Among registered voters, who may or may not vote on Nov. 3, the gap narrows to 4 points – 43 percent for Mr. Christie to 39 percent for Gov. Corzine – which Monmouth University statistician Patrick Murray categorized as “statistically similar to the 6-point gap among registered voters in the July poll.”
“As an election heats up most polls focus only on likely voters with the aim of predicting the eventual outcome. However, we are still in the early days of this race and the role of a public poll should be to increase our understanding of electoral dynamics, including which registered voters may or may not show up on election day,” said Mr. Murray, director of the Monmouth University Polling Institute.
“In this case, we find that Corzine has made some gains with black and Hispanic voters, while Christie has increased his vote share among union workers. But the bottom line is that Christie’s supporters are more engaged, which is why the Republican’s lead among likely voters has grown.”
The poll, conducted after the July campaign stop by President Barack Obama in Monmouth County and the arrests of dozens of public officials and political operatives, mostly Democrats, is a tale of two still unsettled electorates, according to Mr. Murray.
Mr. Murray said the Obama visit helped Gov. Corzine increase support within blocs of registered voters, but the poll found that the visit did not make those voters more likely to show up at the polls on election day.
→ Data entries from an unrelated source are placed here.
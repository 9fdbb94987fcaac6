// errors.rs
use crate::backend::BackendError;
use astra::Response;
use std::fmt;

/// Errors originating from either the server logic
/// (routing, missing resources, etc.) or downstream layers (DB, hosted backend).
#[derive(Debug)]
pub enum ServerError {
    NotFound,
    BadRequest(String),
    Unauthorized(String),
    DbError(String),
    Backend(String),
    InternalError,
}

// Type alias commonly used by route handlers.
pub type ResultResp = Result<Response, ServerError>;

impl fmt::Display for ServerError {
    fn fmt(&self, f: &mut fmt::Formatter<'_>) -> fmt::Result {
        match self {
            ServerError::NotFound => write!(f, "Not Found"),
            ServerError::BadRequest(msg) => write!(f, "Bad Request: {msg}"),
            ServerError::Unauthorized(msg) => write!(f, "Unauthorized: {msg}"),
            ServerError::DbError(msg) => write!(f, "Database Error: {msg}"),
            ServerError::Backend(msg) => write!(f, "Backend Error: {msg}"),
            ServerError::InternalError => write!(f, "Internal Server Error"),
        }
    }
}

impl std::error::Error for ServerError {}

impl From<BackendError> for ServerError {
    fn from(err: BackendError) -> Self {
        match err {
            BackendError::NotFound => ServerError::NotFound,
            BackendError::Unauthorized => {
                ServerError::Unauthorized("session missing or expired".into())
            }
            BackendError::Conflict(msg) => ServerError::BadRequest(msg),
            other => ServerError::Backend(other.to_string()),
        }
    }
}
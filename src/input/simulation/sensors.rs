//! Sensor simulation for hardware-less runs.
//!
//! Random-walk models that feed [`SimulatedGpio`] with readings that drift
//! slowly, plus the occasional missing frame, so the smoothing and
//! change-detection paths get exercised.

use super::SimulatedGpio;
use rand::Rng;

/// Humidity/temperature that wander around a starting point.
pub struct ClimateDrift {
    humidity: f64,
    temperature: f64,
    dropout_rate: f64,
}

impl ClimateDrift {
    pub fn new(humidity: f64, temperature: f64) -> Self {
        Self {
            humidity,
            temperature,
            dropout_rate: 0.0,
        }
    }

    /// Probability that a start pulse gets no answer at all.
    pub fn with_dropout(mut self, rate: f64) -> Self {
        self.dropout_rate = rate.clamp(0.0, 1.0);
        self
    }

    pub fn next_frame(&mut self) -> Option<(u8, u8)> {
        let mut rng = rand::thread_rng();
        if rng.gen_bool(self.dropout_rate) {
            return None;
        }
        self.humidity = (self.humidity + rng.gen_range(-0.6..=0.6)).clamp(20.0, 90.0);
        self.temperature = (self.temperature + rng.gen_range(-0.3..=0.3)).clamp(0.0, 50.0);
        Some((self.humidity.round() as u8, self.temperature.round() as u8))
    }
}

/// Raw ADC value of a probe in slowly drying soil.
pub struct SoilDrift {
    raw: f64,
}

impl SoilDrift {
    pub fn new(raw: f64) -> Self {
        Self { raw }
    }

    pub fn next_raw(&mut self, _channel: u8) -> u16 {
        let mut rng = rand::thread_rng();
        self.raw = (self.raw + rng.gen_range(-4.0..=6.0)).clamp(0.0, 4095.0);
        self.raw.round() as u16
    }
}

/// Attach drifting climate and soil models to `gpio`.
pub fn attach_demo_sensors(gpio: &SimulatedGpio, climate_pin: u32) {
    let mut climate = ClimateDrift::new(55.0, 22.0).with_dropout(0.05);
    gpio.attach_climate_source(climate_pin, move || climate.next_frame());

    let mut soil = SoilDrift::new(2900.0);
    gpio.attach_adc(move |channel| soil.next_raw(channel));
}

#[cfg(test)]
mod tests {
    use super::*;

    #[test]
    fn test_climate_drift_stays_in_range() {
        let mut drift = ClimateDrift::new(89.9, 49.9);
        for _ in 0..500 {
            let (humidity, temperature) = drift.next_frame().unwrap();
            assert!((20..=90).contains(&humidity));
            assert!(temperature <= 50);
        }
    }

    #[test]
    fn test_full_dropout_never_answers() {
        let mut drift = ClimateDrift::new(50.0, 20.0).with_dropout(3.0);
        assert!((0..20).all(|_| drift.next_frame().is_none()));
    }

    #[test]
    fn test_soil_drift_is_twelve_bit() {
        let mut drift = SoilDrift::new(4094.0);
        for _ in 0..500 {
            assert!(drift.next_raw(0) <= 4095);
        }
    }
}
//! Base tick source.
//!
//! A dedicated thread calls [`TickMultiplexer::tick`] at a fixed interval
//! until the scheduler is stopped or dropped. Sleeping is deadline based so
//! slow callbacks do not accumulate drift.

use super::TickMultiplexer;
use crate::error::Result;
use log::{info, warn};
use std::sync::Arc;
use std::sync::atomic::{AtomicBool, Ordering};
use std::thread::JoinHandle;
use std::time::{Duration, Instant};

pub struct Scheduler {
    running: Arc<AtomicBool>,
    handle: Option<JoinHandle<()>>,
    interval: Duration,
}

impl Scheduler {
    /// Start ticking `clock` every `interval`.
    pub fn start(clock: Arc<TickMultiplexer>, interval: Duration) -> Result<Self> {
        let running = Arc::new(AtomicBool::new(true));
        let flag = Arc::clone(&running);

        let handle = std::thread::Builder::new()
            .name("tick-scheduler".into())
            .spawn(move || {
                let mut deadline = Instant::now() + interval;
                while flag.load(Ordering::Acquire) {
                    std::thread::sleep(deadline.saturating_duration_since(Instant::now()));
                    if !flag.load(Ordering::Acquire) {
                        break;
                    }
                    clock.tick();

                    deadline += interval;
                    let now = Instant::now();
                    if deadline < now {
                        // fell behind by more than a tick; do not burst to catch up
                        deadline = now + interval;
                    }
                }
            })?;

        info!("Tick scheduler started ({:?} per tick)", interval);
        Ok(Self {
            running,
            handle: Some(handle),
            interval,
        })
    }

    pub fn interval(&self) -> Duration {
        self.interval
    }

    pub fn is_running(&self) -> bool {
        self.running.load(Ordering::Acquire)
    }

    /// Stop ticking and wait for the thread to exit.
    pub fn stop(&mut self) {
        self.running.store(false, Ordering::Release);
        if let Some(handle) = self.handle.take() {
            if handle.join().is_err() {
                warn!("Tick scheduler thread panicked");
            }
            info!("Tick scheduler stopped");
        }
    }
}

impl Drop for Scheduler {
    fn drop(&mut self) {
        self.stop();
    }
}

#[cfg(test)]
mod tests {
    use super::*;
    use std::sync::atomic::AtomicUsize;

    #[test]
    fn test_scheduler_ticks_until_stopped() {
        let clock = Arc::new(TickMultiplexer::new());
        let count = Arc::new(AtomicUsize::new(0));
        let inner = Arc::clone(&count);
        clock
            .register(1, move || {
                inner.fetch_add(1, Ordering::SeqCst);
            })
            .unwrap();

        let mut scheduler = Scheduler::start(Arc::clone(&clock), Duration::from_millis(1)).unwrap();
        let started = Instant::now();
        while count.load(Ordering::SeqCst) < 5 && started.elapsed() < Duration::from_secs(5) {
            std::thread::sleep(Duration::from_millis(1));
        }
        scheduler.stop();
        assert!(!scheduler.is_running());

        let after_stop = count.load(Ordering::SeqCst);
        assert!(after_stop >= 5);
        std::thread::sleep(Duration::from_millis(20));
        assert_eq!(count.load(Ordering::SeqCst), after_stop);
    }

    #[test]
    fn test_drop_stops_thread() {
        let clock = Arc::new(TickMultiplexer::new());
        let scheduler = Scheduler::start(Arc::clone(&clock), Duration::from_millis(1)).unwrap();
        drop(scheduler);
        // only the test's own reference is left once the thread has exited
        assert_eq!(Arc::strong_count(&clock), 1);
    }
}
The Monmouth announcement noted that Gov. Corzine now claims the support of 65 percent of black and Hispanic voters, which is up from 50 percent last month. However, only 58 percent of all Gov. Corzine supporters who are registered to vote are likely to hit the polls.
Moving to changes in traditional Democratic voting blocs, Mr. Christie now holds a 48 percent to 30 percent lead among voters in union households and a 47 percent to 37 percent lead among teachers. He also draws nearly even with the governor for state government worker support – 43 percent for Gov. Corzine to 40 percent for Mr. Christie.
These findings mark significant gains for a Republican, among groups that are politically aware and tend to vote for Democrats. For Mr. Christie, it is expected that fully 78 percent of his supporters who are registered to vote are deemed likely to turnout to vote, up from 64 percent reported in last month’s poll.